Which is, to my mind, the single greatest reason why we are slogging through the slime of a single-digit race.”

Talking to undecideds

Since mid-September I have been door-knocking and phone-banking for Hillary Clinton. And since the spring I’ve been talking to lots of random people about the danger of a Trump presidency. And last week, energized by Hillary’s takedown of Trump in their first debate, I stepped up my efforts to speak to undecided and Trump leaning voters. While I make no claim to be an expert, I did think it might be of some value to share some of my experience, as the campaign moves into the home stretch and undecided voters make up their minds as to which candidate they will vote for.

* First, I do no filtering as to who I will talk to, although I lean toward engaging white people – and especially white men – on the theory that they are more likely to be undecided or Trump leaning. If they turn out to be Hillary supporters – and plenty are – I’m, of course, happy to hear that and urge them to talk up her candidacy among their family, friends, and coworkers. Most people won’t become volunteers. Too much stuff going on in their lives.

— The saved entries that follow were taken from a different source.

impl RequestConfig {
    /// Load and validate a request config from a YAML file
    pub fn load<P: AsRef<Path>>(path: P) -> Result<Self> {
        let path = path.as_ref();
        if !path.exists() {
            return Err(ConfigError::NotFound(path.to_path_buf()).into());
        }
        let content = std::fs::read_to_string(path)?;
        tracing::debug!("Loaded request config from: {}", path.display());
        content.parse()
    }

    fn from_document(doc: RequestDocument) -> Result<Self> {
        let start = parse_time("starttime", &doc.starttime)?;
        let end = parse_time("endtime", &doc.endtime)?;
        if start >= end {
            return Err(invalid("endtime", "must be after starttime"));
        }

        let raw_formats = match doc.data_format {
            DataFormatField::Joined(s) => s.split(',').map(str::to_string).collect::<Vec<_>>(),
            DataFormatField::List(v) => v,
        };
        let mut data_formats = Vec::with_capacity(raw_formats.len());
        for raw in raw_formats {
            let format: DataFormat = raw.parse()?;
            if data_formats.contains(&format) {
                return Err(invalid("data_format", format!("'{}' is listed twice", format)));
            }
            data_formats.push(format);
        }
        if data_formats.is_empty() {
            return Err(invalid("data_format", "at least one format is required"));
        }

        if doc.networks.is_empty() {
            return Err(invalid("networks", "at least one network is required"));
        }
        let networks: Vec<String> = doc.networks.iter().map(|n| n.trim().to_string()).collect();
        if networks.iter().any(|n| n.is_empty()) {
            return Err(invalid("networks", "network codes cannot be empty"));
        }

        let selection_map: BTreeMap<String, serde_yaml::Value> = match doc.selection {
            serde_yaml::Value::Mapping(_) => typed_arg("selection", doc.selection)?,
            _ => return Err(invalid("selection", "Malformed selection argument")),
        };
        let selection = Selection::from_map(selection_map)?;

        if doc.batch_size <= 0 {
            return Err(invalid(
                "batch_size",
                format!("must be a positive integer, got {}", doc.batch_size),
            ));
        }

        Ok(Self {
            start,
            end,
            networks,
            selection,
            data_formats,
            batch_size: doc.batch_size as usize,
        })
    }

    /// Render this request back to YAML, in the same shape it is read from
    pub fn to_yaml(&self) -> Result<String> {
        let selection = serde_yaml::to_value(&self.selection)
            .map_err(|e| ConfigError::ParseError(format!("Failed to serialize selection: {}", e)))?;
        let doc = RequestDocument {
            starttime: self.start.format(TIME_FORMAT).to_string(),
            endtime: self.end.format(TIME_FORMAT).to_string(),
            data_format: DataFormatField::Joined(
                self.data_formats
                    .iter()
                    .map(DataFormat::as_str)
                    .collect::<Vec<_>>()
                    .join(","),
            ),
            networks: self.networks.clone(),
            selection,
            batch_size: self.batch_size as i64,
        };
        serde_yaml::to_string(&doc)
            .map_err(|e| ConfigError::ParseError(format!("Failed to serialize request: {}", e)).into())
    }
}

impl FromStr for RequestConfig {
    type Err = DlTdvmsError;

    fn from_str(s: &str) -> Result<Self> {
        let doc: RequestDocument = serde_yaml::from_str(s)
            .map_err(|e| ConfigError::ParseError(format!("Failed to parse request config: {}", e)))?;
        Self::from_document(doc)
    }
}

If, on the other hand, I encounter a hard-core Trump supporter, sunk deep in a swamp of racist, sexist, Islamophobic, nativist, and homophobic claptrap, I usually move on pretty quickly. Last week while I was canvassing, I spoke to a woman on her doorstep who was quick to let me know that she was “an extreme right-wing conservative.” Hearing that, I said goodbye and went to the next home. Dislodging her in few minutes from that mindset would take a miracle worker and I don’t fall into that category. But most people aren’t as hard wired as that. Their thinking is complicated, contradictory, and fluid. If racism, sexism, and other anti-democratic ideologies inhabit their head and shape their voting preferences, they coexist in an uneasy tension with democratic ideologies, desires, and experiences that influence their candidate selection as well. And many – and nearly everyone I have talked to, including more than a few Trump supporters – have some trepidation over electing someone to the most powerful position in the world who is so reckless, so erratic, and so mean spirited and demeaning toward people of color, women, immigrants, LBGTQ, disabled, and others who fall out of his favor.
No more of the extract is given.